Однако с этого момента покоя нам уже не стало.

Хайле в свойственной губернаторам манере предложил сжигать деревни, возле которых происходили нападения. Но я, памятуя печальный опыт Великой Армии на старой Смоленской дороге, категорически возражал.

Мы разбили укрепленный лагерь на холме в виду реки. Каждый день маленькие группы лазутчиков переправлялись в лодках на ту сторону, приводя пленных амхарцев и сидамо, афаров и беджа. Мятеж явно не носил племенного характера и держался, похоже, странным авторитетом белого повелителя крокодилов. Насколько я помню, этих тварей не дрессировали даже у Гагенбека.
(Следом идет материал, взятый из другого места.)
//! Shell completion generation and installation.

use anyhow::{Context, Result};
use clap::CommandFactory;
use clap_complete::{Shell, generate};
use console::style;
use directories::BaseDirs;
use std::io::Write;
use std::path::{Path, PathBuf};
use std::{env, fs};

use crate::Cli;

/// Render the completion script for `shell`.
fn render(shell: Shell) -> Vec<u8> {
    let mut buf = Vec::new();
    let mut cmd = Cli::command();
    let name = cmd.get_name().to_string();
    generate(shell, &mut cmd, name, &mut buf);
    buf
}

/// Generate shell completions to stdout.
pub(crate) fn cmd_completions(shell: Shell) {
    let _ = std::io::stdout().write_all(&render(shell));
}

/// Map a shell binary path (e.g. `$SHELL`) to its `Shell`.
fn shell_from_path(shell_path: &str) -> Option<Shell> {
    match Path::new(shell_path).file_name()?.to_str()? {
        "bash" => Some(Shell::Bash),
        "zsh" => Some(Shell::Zsh),
        "fish" => Some(Shell::Fish),
        _ => None,
    }
}

/// Where the completion script for `shell` is installed.
fn install_path(shell: Shell) -> Result<PathBuf> {
    let dirs = BaseDirs::new().context("Could not determine home directory")?;
    let path = match shell {
        Shell::Bash => dirs
            .data_local_dir()
            .join("bash-completion/completions/flashbridge"),
        Shell::Zsh => dirs.home_dir().join(".zfunc/_flashbridge"),
        Shell::Fish => dirs.config_dir().join("fish/completions/flashbridge.fish"),
        other => anyhow::bail!(
            "Auto-install supports bash, zsh and fish; redirect `flashbridge completions {other}` to your {other} profile instead"
        ),
    };
    Ok(path)
}

/// Install shell completions automatically.
pub(crate) fn cmd_completions_install(shell_arg: Option<Shell>) -> Result<()> {
    let shell = match shell_arg {
        Some(s) => s,
        None => env::var("SHELL")
            .ok()
            .as_deref()
            .and_then(shell_from_path)
            .context(
                "Could not detect your shell. Please specify it explicitly:\n  \
                 flashbridge completions --install bash",
            )?,
    };

    let path = install_path(shell)?;
    if let Some(parent) = path.parent() {
        fs::create_dir_all(parent)
            .with_context(|| format!("Failed to create directory: {}", parent.display()))?;
    }
    fs::write(&path, render(shell))
        .with_context(|| format!("Failed to write completion file: {}", path.display()))?;

    eprintln!(
        "{} Installed {shell} completions to {}",
        style("✓").green().bold(),
        style(path.display()).yellow()
    );
    match shell {
        Shell::Bash => eprintln!(
            "To activate now: {}",
            style(format!("source {}", path.display())).cyan()
        ),
        Shell::Zsh => eprintln!(
            "Add {} to ~/.zshrc if it is not there yet",
            style("fpath=(~/.zfunc $fpath); autoload -Uz compinit && compinit").cyan()
        ),
        _ => {},
    }
    Ok(())
}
Если бы рептилиями повелевала женщина, это был бы уже сплошной роман Хаггарда, а так…

Я приказал ашкерам провести по окрестным селениям шумную демонстративную конфискацию пальмового вина. Бивак же велел разукрасить гирляндами из живых цветов и каждую ночь жечь высокие костры, распевая песни. Нескольких солдатиков из самых негодящих мы напаивали и отправляли шляться по окрестностям, дабы все имели представление о степени щедрости и беспечности белого косоглазого командира. Таким примитивным маневром я намеревался выманить на себя противника из зеленого моря.

Как ни странно, маневр удался., – Черный жопа сам пришел! – по‑русски сказал Хайле, вводя в палатку очередного пленного. Он принадлежал к племени нилотов, коренных жителей провинции, которые с одинаковой ненавистью относились и к императору, и к пришлым эфиопам, и к белым, и к черным: Прислал его нилотский колдун, видимо, возревновавший к славе франкского затейника.

Я усадил гостя, налил ему по обычаю чай на донышко чашки и стал расспрашивать (через Хайле, к сожалению) о семье, детях, здоровье овец и коз, ловах рыбы и видах на урожай. Постепенно мы добрались до времен царя Соломона, который воевал эту страну и привел своих солдат по мостам из живых крокодилов. Так вот, сказал гость, и белый франк Баркан‑барман способен вызывать из пучин крокодилов и заставлять их, держа хвосты друг друга в пасти, протягиваться от берега до берега. И это он, гость, видел сам. И знает он, гость, что в ночь через ночь большая армия Баркана‑бармана подойдет к тому берегу и по широкому мосту из многих крокодилов переправится на этот берег – и перережет и русского косоглазого командира, и губернаторского пестуна Хайле, и ашкеров, пьяных, как шакалы, и самого губернатора: Да чего уж там, и негус негушти будет улепетывать из своего красивого дворца, а за ним будут гнаться разъяренные эфы. Догонят и вонзят в пятки ядовитые клыки. И все. А как поживает ваша семья, достойный Хайле?..

Как и было предсказано, послезавтрашним вечером наши лазутчики засекли приближение вражеского войска. Определить численость всех подбирающихся скрытно к берегу колонн было невозможно, но ясно становилось, что Баркан– барман собрал немалые силы.

Ашкерам моим было велено петь громче обычного и жечь особенно высокие костры.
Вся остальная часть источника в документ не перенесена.